Commonly, sentencing decisions have found that the unity and coherence of Aboriginal communities must be fostered by the criminal justice system and that recognition of "payback" can assist with this.89 For example, Poulson killed another man during a fight, and was subsequently hit with nulla nullas and spears. In sentencing him, Thomas J. noted that: "[w]hilst I do not condone the physical punishment inflicted (…) I must accept that for the respective families (…) it was an important process (…) and has been effective in resolving the enmity between the families (…)."90 Such cases, where the payback has already occurred at the time of sentencing, create less of a tension for the criminal law. After all, what's done cannot be undone, and there is no question of facilitating future illegal [End Page 153] acts. Nevertheless there is an implicit message of respect for customary law payback within such decisions.

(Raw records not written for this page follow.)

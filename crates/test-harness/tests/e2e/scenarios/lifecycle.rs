//! Hook ordering, skip-start, advice-with, owning service and teardown composition.

use std::sync::{Arc, Mutex};
use std::time::{Duration, Instant};

use serde_json::json;

use crate::helpers::assertions::*;
use crate::helpers::factory::RecordingFactory;
use crate::helpers::fixtures::*;
use crate::helpers::mock_service::MockService;

use switchyard_core::config::{LifecycleSettings, SKIP_CONTEXT_START_ENV};
use switchyard_memory::MemoryRuntime;
use switchyard_test::{
    ClassRunner, FailurePhase, HarnessError, HookChain, LifecycleOrchestrator, LifecycleState,
    TeardownError, TimeUnit, TypeMarker, with_setup, with_teardown,
};

type Log = Arc<Mutex<Vec<String>>>;

fn record(log: &Log, entry: impl Into<String>) {
    log.lock().unwrap().push(entry.into());
}

/// Orchestrator setup precedes before-each hooks and teardown follows
/// after-each hooks.
#[tokio::test]
async fn test_e2e_hook_order() {
    let factory = RecordingFactory::new(MemoryRuntime::new());
    let log: Log = Arc::default();

    let hooks = {
        let (a, b, c, d) = (log.clone(), log.clone(), log.clone(), log.clone());
        HookChain::<RouteTest>::new()
            .before_all(move || {
                record(&a, "before_all");
                Box::pin(async { Ok(()) })
            })
            .before_each(move |t| {
                let log = b.clone();
                Box::pin(async move {
                    let started = t.context()?.status().is_started();
                    record(&log, format!("before_each started={started}"));
                    Ok(())
                })
            })
            .after_each(move |t| {
                let log = c.clone();
                Box::pin(async move {
                    let started = t.context()?.status().is_started();
                    record(&log, format!("after_each started={started}"));
                    Ok(())
                })
            })
            .after_all(move || {
                record(&d, "after_all");
                Box::pin(async { Ok(()) })
            })
    };

    let body_log = log.clone();
    let report = runner(forwarding_class("HookOrder"), &factory)
        .hooks(hooks)
        .test("body", move |_| {
            record(&body_log, "body");
            Box::pin(async { Ok(()) })
        })
        .run()
        .await;

    assert_all_passed(&report);
    assert_eq!(
        *log.lock().unwrap(),
        [
            "before_all",
            "before_each started=true",
            "body",
            "after_each started=true",
            "after_all",
        ]
    );
    assert!(factory.contexts()[0].status().is_stopped());
}

/// A failing before-each hook skips the body but still tears down.
#[tokio::test]
async fn test_e2e_before_each_failure_still_tears_down() {
    let factory = RecordingFactory::new(MemoryRuntime::new());
    let log: Log = Arc::default();
    let after = log.clone();
    let hooks = HookChain::<RouteTest>::new()
        .before_each(|_| Box::pin(async { anyhow::bail!("fixture data missing") }))
        .after_each(move |_| {
            record(&after, "after_each");
            Box::pin(async { Ok(()) })
        });

    let body_log = log.clone();
    let report = runner(forwarding_class("BeforeEachFails"), &factory)
        .hooks(hooks)
        .test("body", move |_| {
            record(&body_log, "body");
            Box::pin(async { Ok(()) })
        })
        .run()
        .await;

    let message = assert_failed_in(&report, "body", FailurePhase::Setup);
    assert_eq!(message, "fixture data missing");
    assert_eq!(*log.lock().unwrap(), ["after_each"]);
    assert!(factory.contexts()[0].status().is_stopped());
}

/// A failing after-all hook is a class error; final teardown still runs.
#[tokio::test]
async fn test_e2e_after_all_failure_still_releases_shared_context() {
    let factory = RecordingFactory::new(MemoryRuntime::new());
    let hooks = HookChain::<RouteTest>::new()
        .after_all(|| Box::pin(async { anyhow::bail!("cleanup failed") }));

    let report = runner(
        forwarding_class("AfterAllFails").marker(TypeMarker::ShareContextPerClass(true)),
        &factory,
    )
    .hooks(hooks)
    .test("body", |_| Box::pin(async { Ok(()) }))
    .run()
    .await;

    assert!(report.outcome("body").unwrap().passed());
    assert_eq!(report.class_error.as_deref(), Some("cleanup failed"));
    assert!(factory.contexts()[0].status().is_stopped());
}

/// The environment flag leaves every context unstarted.
#[tokio::test]
#[serial_test::serial]
async fn test_e2e_skip_start_flag() {
    // SAFETY: serialized with every other test touching this variable
    unsafe { std::env::set_var(SKIP_CONTEXT_START_ENV, "true") };

    let factory = RecordingFactory::new(MemoryRuntime::new());
    let report = ClassRunner::new(forwarding_class("SkipStart"), factory.handle())
        .execution(isolated_worker("skip"))
        .test("not_started", |t| {
            Box::pin(async move {
                let context = t.context()?;
                anyhow::ensure!(!context.status().is_started(), "context started");
                anyhow::ensure!(context.route_ids().len() == 1, "routes not registered");
                Ok(())
            })
        })
        .run()
        .await;

    unsafe { std::env::remove_var(SKIP_CONTEXT_START_ENV) };
    assert_all_passed(&report);
    assert_eq!(factory.runtime().stats().contexts_started, 0);
}

/// Advice-with mode configures the context and lets the test start it.
#[tokio::test]
async fn test_e2e_advice_with_defers_start() {
    let factory = RecordingFactory::new(MemoryRuntime::new());
    let class = forwarding_class("AdviceWith").marker(TypeMarker::UseAdviceWith(true));

    let report = runner(class, &factory)
        .test("starts_manually", |t| {
            Box::pin(async move {
                let context = t.context()?;
                anyhow::ensure!(!context.status().is_started(), "context auto-started");
                context.start().await?;
                t.start()?.send_body("advised").await?;
                t.out()?.expected_bodies_received(["advised"]);
                t.out()?.assert_is_satisfied(WAIT).await?;
                Ok(())
            })
        })
        .run()
        .await;

    assert_all_passed(&report);
    assert!(factory.contexts()[0].status().is_stopped());
}

fn orchestrator(factory: &RecordingFactory, class_name: &str) -> LifecycleOrchestrator<RouteTest> {
    LifecycleOrchestrator::new(Arc::new(forwarding_class(class_name)), factory.handle())
        .with_execution(isolated_worker(class_name))
        .with_settings(LifecycleSettings::default())
}

/// A substituted owning service is stopped instead of the context, and
/// started instead of it on later builds.
#[tokio::test]
async fn test_e2e_substituted_service_owns_start_and_stop() {
    let factory = RecordingFactory::new(MemoryRuntime::new());
    let mut orch = orchestrator(&factory, "OwnedContext");
    let service = Arc::new(MockService::healthy("owner"));

    let mut first = RouteTest::default();
    orch.setup("first", &mut first).await.unwrap();
    orch.substitute_service(service.clone());
    orch.teardown("first").await.unwrap();
    assert!(service.is_stopped());
    assert!(first.context.as_ref().unwrap().status().is_started());

    let mut second = RouteTest::default();
    orch.setup("second", &mut second).await.unwrap();
    assert_eq!(service.start_count(), 1);
    assert!(!second.context.as_ref().unwrap().status().is_started());
    orch.teardown("second").await.unwrap();
    orch.final_teardown().await.unwrap();
}

/// A teardown failure is reported when nothing failed before it.
#[tokio::test]
async fn test_e2e_teardown_failure_is_reported() {
    let factory = RecordingFactory::new(MemoryRuntime::new());
    let mut orch = orchestrator(&factory, "StopFails");
    let mut fixture = RouteTest::default();

    orch.setup("m", &mut fixture).await.unwrap();
    orch.substitute_service(Arc::new(MockService::failing_stop("owner", "stuck")));
    let producer = orch.producer().unwrap();
    let err = orch.teardown("m").await.unwrap_err();

    assert!(matches!(err, TeardownError::Stop { .. }));
    assert!(err.to_string().contains("stuck"));
    assert!(producer.status().is_stopped());
    assert_eq!(orch.state(), LifecycleState::Initialized);
}

/// A body failure stays primary over a later teardown failure.
#[tokio::test]
async fn test_e2e_body_failure_stays_primary() {
    let factory = RecordingFactory::new(MemoryRuntime::new());
    let mut orch = orchestrator(&factory, "PrimaryFailure");
    let hooks = HookChain::<RouteTest>::new();
    let mut fixture = RouteTest::default();

    with_setup(&mut orch, &hooks, "m", &mut fixture).await.unwrap();
    orch.substitute_service(Arc::new(MockService::failing_stop("owner", "stuck")));
    let outcome = Err(anyhow::anyhow!("body assertion failed"));
    let err = with_teardown(&mut orch, &hooks, "m", &mut fixture, outcome)
        .await
        .unwrap_err();

    assert_eq!(err.to_string(), "body assertion failed");
    assert_eq!(orch.state(), LifecycleState::Initialized);
}

/// Without a primary failure the teardown error surfaces as a harness error.
#[tokio::test]
async fn test_e2e_teardown_error_surfaces_through_wrapper() {
    let factory = RecordingFactory::new(MemoryRuntime::new());
    let mut orch = orchestrator(&factory, "WrapperTeardown");
    let hooks = HookChain::<RouteTest>::new();
    let mut fixture = RouteTest::default();

    with_setup(&mut orch, &hooks, "m", &mut fixture).await.unwrap();
    orch.substitute_service(Arc::new(MockService::failing_stop("owner", "stuck")));
    let err = with_teardown(&mut orch, &hooks, "m", &mut fixture, Ok(()))
        .await
        .unwrap_err();

    assert!(matches!(
        err.downcast_ref::<HarnessError>(),
        Some(HarnessError::Teardown(TeardownError::Stop { .. }))
    ));
}

/// A stop that outlives the shutdown timeout is abandoned.
#[tokio::test]
async fn test_e2e_stop_is_bounded_by_shutdown_timeout() {
    let factory = RecordingFactory::new(MemoryRuntime::new());
    let class = forwarding_class("SlowStop").marker(TypeMarker::ShutdownTimeout {
        value: 50,
        unit: TimeUnit::Milliseconds,
    });
    let mut orch = LifecycleOrchestrator::new(Arc::new(class), factory.handle())
        .with_execution(isolated_worker("slow"))
        .with_settings(LifecycleSettings::default());
    let mut fixture = RouteTest::default();

    orch.setup("m", &mut fixture).await.unwrap();
    orch.substitute_service(Arc::new(
        MockService::healthy("slow-owner").with_stop_delay(Duration::from_secs(5)),
    ));
    let started = Instant::now();
    orch.teardown("m").await.unwrap();
    assert!(started.elapsed() < Duration::from_secs(3));
}

/// The consumer gateway polls seda queues of the orchestrated context.
#[tokio::test]
async fn test_e2e_consumer_gateway_receives() {
    let factory = RecordingFactory::new(MemoryRuntime::new());
    let mut orch = orchestrator(&factory, "Consumer");
    let mut fixture = RouteTest::default();
    orch.setup("m", &mut fixture).await.unwrap();

    fixture
        .start
        .as_ref()
        .unwrap()
        .send_to("seda:inbox", switchyard_core::exchange::Exchange::new("queued"))
        .await
        .unwrap();
    let received = orch
        .consumer()
        .unwrap()
        .receive("seda:inbox", WAIT)
        .await
        .unwrap()
        .expect("message");
    assert_eq!(received.body, json!("queued"));

    orch.teardown("m").await.unwrap();
    orch.final_teardown().await.unwrap();
    assert_eq!(orch.state(), LifecycleState::TornDown);
}

/// A failed assertion in a shared-context body still runs after-each hooks
/// and releases the worker entry.
#[tokio::test]
async fn test_e2e_panicking_body_releases_shared_context() {
    let factory = RecordingFactory::new(MemoryRuntime::new());
    let execution = isolated_worker("panicking");
    let registry = execution.shared().clone();
    let log: Log = Arc::default();
    let after = log.clone();
    let hooks = HookChain::<RouteTest>::new().after_each(move |_| {
        record(&after, "after_each");
        Box::pin(async { Ok(()) })
    });

    let runner = ClassRunner::new(
        forwarding_class("PanickingBody").marker(TypeMarker::ShareContextPerClass(true)),
        factory.handle(),
    )
    .execution(execution)
    .settings(LifecycleSettings::default())
    .hooks(hooks)
    .test("fails_assertion", |t| {
        Box::pin(async move {
            assert_eq!(t.out()?.received_count(), 1, "nothing was sent");
            Ok(())
        })
    });
    let report = tokio::spawn(async move { runner.run().await })
        .await
        .expect("runner must not unwind");

    let message = assert_failed_in(&report, "fails_assertion", FailurePhase::Test);
    assert!(message.contains("nothing was sent"), "{message}");
    assert_eq!(*log.lock().unwrap(), ["after_each"]);
    assert!(factory.contexts()[0].status().is_stopped());
    assert!(registry.is_empty());
}

/// The skip-start flag is read when the context is built, not when the
/// orchestrator is created.
#[tokio::test]
#[serial_test::serial]
async fn test_e2e_skip_start_flag_read_at_build() {
    let factory = RecordingFactory::new(MemoryRuntime::new());
    let mut orch = LifecycleOrchestrator::new(
        Arc::new(forwarding_class("LateSkipStart")),
        factory.handle(),
    )
    .with_execution(isolated_worker("late-skip"));

    // SAFETY: serialized with every other test touching this variable
    unsafe { std::env::set_var(SKIP_CONTEXT_START_ENV, "true") };
    let mut fixture = RouteTest::default();
    let result = orch.setup("m", &mut fixture).await;
    unsafe { std::env::remove_var(SKIP_CONTEXT_START_ENV) };

    result.unwrap();
    assert!(!fixture.context.as_ref().unwrap().status().is_started());
    orch.teardown("m").await.unwrap();
    orch.final_teardown().await.unwrap();
}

In the case of Munungurr,91 the trial judge had admitted a letter from the accused's community, which stated the community's wish that the defendant be returned to the community for various reconciliation meetings and ceremonies. The trial judge had given no weight to the letter. In spite of accepting the submission of the DPP—that what the community proposed did not involve any punishment92 —the Court of Criminal Appeal held that the trial judge should not have ignored the wishes of the letter. They found that the trial judge failed to consider the nature of the reconciliation ceremony referred to in the letter, the effect of imprisonment on the offender's family and his people, the community's wish that he be dealt with traditionally and the traditional punishment proposed by the community.93 In this case the court allowed the appeal and ordered, as part of penalty, that the defendant attend a tribal reconciliation for the purpose of sealing the peace.94 Similar to the sentence in Walker, the Court also asked the Director of Correctional Services to report back to the court once satisfied that the meeting had been held. The Court reminded the Director of his powers to seek a variation if the meeting had not taken place within a reasonable time.95 Again, similarly to the Walker case, the court and community are interdependent in relation to the sentence. Aboriginal people are again both supervisor and supervised.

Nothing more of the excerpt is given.